- **Exercise aim**
Set down each entry below exactly as it stands.

· · · · ·

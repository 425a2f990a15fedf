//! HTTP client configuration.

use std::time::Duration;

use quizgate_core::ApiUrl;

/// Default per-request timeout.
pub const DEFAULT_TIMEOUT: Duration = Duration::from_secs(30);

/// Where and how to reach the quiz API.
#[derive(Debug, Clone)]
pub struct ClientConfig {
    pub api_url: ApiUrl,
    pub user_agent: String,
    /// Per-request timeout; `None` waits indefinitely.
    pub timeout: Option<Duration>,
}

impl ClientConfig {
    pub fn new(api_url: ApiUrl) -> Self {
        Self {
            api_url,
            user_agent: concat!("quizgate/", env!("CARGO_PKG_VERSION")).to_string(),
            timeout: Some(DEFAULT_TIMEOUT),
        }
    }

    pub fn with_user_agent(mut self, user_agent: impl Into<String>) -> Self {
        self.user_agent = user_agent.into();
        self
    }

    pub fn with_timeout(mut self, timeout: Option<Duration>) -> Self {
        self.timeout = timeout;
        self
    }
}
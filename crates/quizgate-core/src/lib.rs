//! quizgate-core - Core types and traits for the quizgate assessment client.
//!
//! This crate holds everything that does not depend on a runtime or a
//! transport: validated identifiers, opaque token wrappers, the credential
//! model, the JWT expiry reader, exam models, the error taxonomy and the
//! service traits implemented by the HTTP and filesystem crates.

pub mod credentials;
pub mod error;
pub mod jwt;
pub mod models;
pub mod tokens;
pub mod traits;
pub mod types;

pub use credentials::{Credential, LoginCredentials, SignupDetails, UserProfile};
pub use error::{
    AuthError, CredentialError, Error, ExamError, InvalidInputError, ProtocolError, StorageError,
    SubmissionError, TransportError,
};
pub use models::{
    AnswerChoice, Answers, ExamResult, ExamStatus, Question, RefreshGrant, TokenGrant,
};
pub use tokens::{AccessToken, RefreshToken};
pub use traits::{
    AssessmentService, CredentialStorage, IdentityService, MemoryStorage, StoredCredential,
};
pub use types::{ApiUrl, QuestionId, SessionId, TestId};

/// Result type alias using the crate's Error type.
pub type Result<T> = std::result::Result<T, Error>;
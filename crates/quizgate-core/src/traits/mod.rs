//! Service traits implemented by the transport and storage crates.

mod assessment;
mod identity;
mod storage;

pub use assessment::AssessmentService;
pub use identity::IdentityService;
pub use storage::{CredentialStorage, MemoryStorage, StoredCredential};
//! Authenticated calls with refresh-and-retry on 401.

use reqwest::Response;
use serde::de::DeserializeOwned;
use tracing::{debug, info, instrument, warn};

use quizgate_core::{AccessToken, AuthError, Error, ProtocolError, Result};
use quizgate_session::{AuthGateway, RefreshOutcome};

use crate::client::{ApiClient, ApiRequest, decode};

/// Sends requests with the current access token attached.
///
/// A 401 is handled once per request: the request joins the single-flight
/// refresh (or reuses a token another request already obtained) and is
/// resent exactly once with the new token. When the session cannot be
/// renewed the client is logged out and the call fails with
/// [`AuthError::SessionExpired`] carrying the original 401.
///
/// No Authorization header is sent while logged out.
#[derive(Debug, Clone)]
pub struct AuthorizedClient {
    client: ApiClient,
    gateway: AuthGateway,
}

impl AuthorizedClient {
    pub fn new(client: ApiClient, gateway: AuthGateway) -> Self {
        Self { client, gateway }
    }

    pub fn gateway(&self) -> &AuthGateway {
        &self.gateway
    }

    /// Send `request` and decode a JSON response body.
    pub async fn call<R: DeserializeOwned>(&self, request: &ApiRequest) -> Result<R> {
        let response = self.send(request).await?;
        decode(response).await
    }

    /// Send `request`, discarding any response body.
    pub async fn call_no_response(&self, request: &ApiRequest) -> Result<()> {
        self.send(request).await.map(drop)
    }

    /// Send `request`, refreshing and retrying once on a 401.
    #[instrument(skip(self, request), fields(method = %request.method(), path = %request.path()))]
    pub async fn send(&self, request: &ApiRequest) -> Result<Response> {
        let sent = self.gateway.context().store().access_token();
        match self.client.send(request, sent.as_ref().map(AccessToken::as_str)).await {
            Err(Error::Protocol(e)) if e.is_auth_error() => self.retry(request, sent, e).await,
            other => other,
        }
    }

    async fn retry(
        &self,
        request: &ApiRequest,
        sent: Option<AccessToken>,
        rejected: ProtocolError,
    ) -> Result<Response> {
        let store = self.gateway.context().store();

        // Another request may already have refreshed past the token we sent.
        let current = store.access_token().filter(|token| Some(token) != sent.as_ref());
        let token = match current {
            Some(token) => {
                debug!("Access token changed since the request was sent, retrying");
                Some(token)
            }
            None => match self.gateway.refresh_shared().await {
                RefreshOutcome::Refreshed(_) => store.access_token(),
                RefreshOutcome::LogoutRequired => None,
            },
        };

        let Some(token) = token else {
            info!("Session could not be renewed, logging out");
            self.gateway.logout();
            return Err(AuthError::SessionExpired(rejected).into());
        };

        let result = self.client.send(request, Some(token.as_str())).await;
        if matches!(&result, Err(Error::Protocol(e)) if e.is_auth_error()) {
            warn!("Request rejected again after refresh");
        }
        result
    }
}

· · · · ·

- **Solution to the problem**
repository 425a2f990a15fedf
//! HTTP client configuration.

use std::time::Duration;

use quizgate_core::ApiUrl;

/// Default per-request timeout.
pub const DEFAULT_TIMEOUT: Duration = Duration::from_secs(30);

/// Where and how to reach the quiz API.
#[derive(Debug, Clone)]
pub struct ClientConfig {
    pub api_url: ApiUrl,
    pub user_agent: String,
    /// Per-request timeout; `None` waits indefinitely.
    pub timeout: Option<Duration>,
}

impl ClientConfig {
    pub fn new(api_url: ApiUrl) -> Self {
        Self {
            api_url,
            user_agent: concat!("quizgate/", env!("CARGO_PKG_VERSION")).to_string(),
            timeout: Some(DEFAULT_TIMEOUT),
        }
    }

    pub fn with_user_agent(mut self, user_agent: impl Into<String>) -> Self {
        self.user_agent = user_agent.into();
        self
    }

    pub fn with_timeout(mut self, timeout: Option<Duration>) -> Self {
        self.timeout = timeout;
        self
    }
}
filename crates/quizgate-core/src/lib.rs
//! quizgate-core - Core types and traits for the quizgate assessment client.
//!
//! This crate holds everything that does not depend on a runtime or a
//! transport: validated identifiers, opaque token wrappers, the credential
//! model, the JWT expiry reader, exam models, the error taxonomy and the
//! service traits implemented by the HTTP and filesystem crates.

pub mod credentials;
pub mod error;
pub mod jwt;
pub mod models;
pub mod tokens;
pub mod traits;
pub mod types;

pub use credentials::{Credential, LoginCredentials, SignupDetails, UserProfile};
pub use error::{
    AuthError, CredentialError, Error, ExamError, InvalidInputError, ProtocolError, StorageError,
    SubmissionError, TransportError,
};
pub use models::{
    AnswerChoice, Answers, ExamResult, ExamStatus, Question, RefreshGrant, TokenGrant,
};
pub use tokens::{AccessToken, RefreshToken};
pub use traits::{
    AssessmentService, CredentialStorage, IdentityService, MemoryStorage, StoredCredential,
};
pub use types::{ApiUrl, QuestionId, SessionId, TestId};

/// Result type alias using the crate's Error type.
pub type Result<T> = std::result::Result<T, Error>;
filename crates/quizgate-core/src/traits/mod.rs
//! Service traits implemented by the transport and storage crates.

mod assessment;
mod identity;
mod storage;

pub use assessment::AssessmentService;
pub use identity::IdentityService;
pub use storage::{CredentialStorage, MemoryStorage, StoredCredential};
//! Authenticated calls with refresh-and-retry on 401.

use reqwest::Response;
use serde::de::DeserializeOwned;
use tracing::{debug, info, instrument, warn};

use quizgate_core::{AccessToken, AuthError, Error, ProtocolError, Result};
use quizgate_session::{AuthGateway, RefreshOutcome};

use crate::client::{ApiClient, ApiRequest, decode};

/// Sends requests with the current access token attached.
///
/// A 401 is handled once per request: the request joins the single-flight
/// refresh (or reuses a token another request already obtained) and is
/// resent exactly once with the new token. When the session cannot be
/// renewed the client is logged out and the call fails with
/// [`AuthError::SessionExpired`] carrying the original 401.
///
/// No Authorization header is sent while logged out.
#[derive(Debug, Clone)]
pub struct AuthorizedClient {
    client: ApiClient,
    gateway: AuthGateway,
}

impl AuthorizedClient {
    pub fn new(client: ApiClient, gateway: AuthGateway) -> Self {
        Self { client, gateway }
    }

    pub fn gateway(&self) -> &AuthGateway {
        &self.gateway
    }

    /// Send `request` and decode a JSON response body.
    pub async fn call<R: DeserializeOwned>(&self, request: &ApiRequest) -> Result<R> {
        let response = self.send(request).await?;
        decode(response).await
    }

    /// Send `request`, discarding any response body.
    pub async fn call_no_response(&self, request: &ApiRequest) -> Result<()> {
        self.send(request).await.map(drop)
    }

    /// Send `request`, refreshing and retrying once on a 401.
    #[instrument(skip(self, request), fields(method = %request.method(), path = %request.path()))]
    pub async fn send(&self, request: &ApiRequest) -> Result<Response> {
        let sent = self.gateway.context().store().access_token();
        match self.client.send(request, sent.as_ref().map(AccessToken::as_str)).await {
            Err(Error::Protocol(e)) if e.is_auth_error() => self.retry(request, sent, e).await,
            other => other,
        }
    }

    async fn retry(
        &self,
        request: &ApiRequest,
        sent: Option<AccessToken>,
        rejected: ProtocolError,
    ) -> Result<Response> {
        let store = self.gateway.context().store();

        // Another request may already have refreshed past the token we sent.
        let current = store.access_token().filter(|token| Some(token) != sent.as_ref());
        let token = match current {
            Some(token) => {
                debug!("Access token changed since the request was sent, retrying");
                Some(token)
            }
            None => match self.gateway.refresh_shared().await {
                RefreshOutcome::Refreshed(_) => store.access_token(),
                RefreshOutcome::LogoutRequired => None,
            },
        };

        let Some(token) = token else {
            info!("Session could not be renewed, logging out");
            self.gateway.logout();
            return Err(AuthError::SessionExpired(rejected).into());
        };

        let result = self.client.send(request, Some(token.as_str())).await;
        if matches!(&result, Err(Error::Protocol(e)) if e.is_auth_error()) {
            warn!("Request rejected again after refresh");
        }
        result
    }
}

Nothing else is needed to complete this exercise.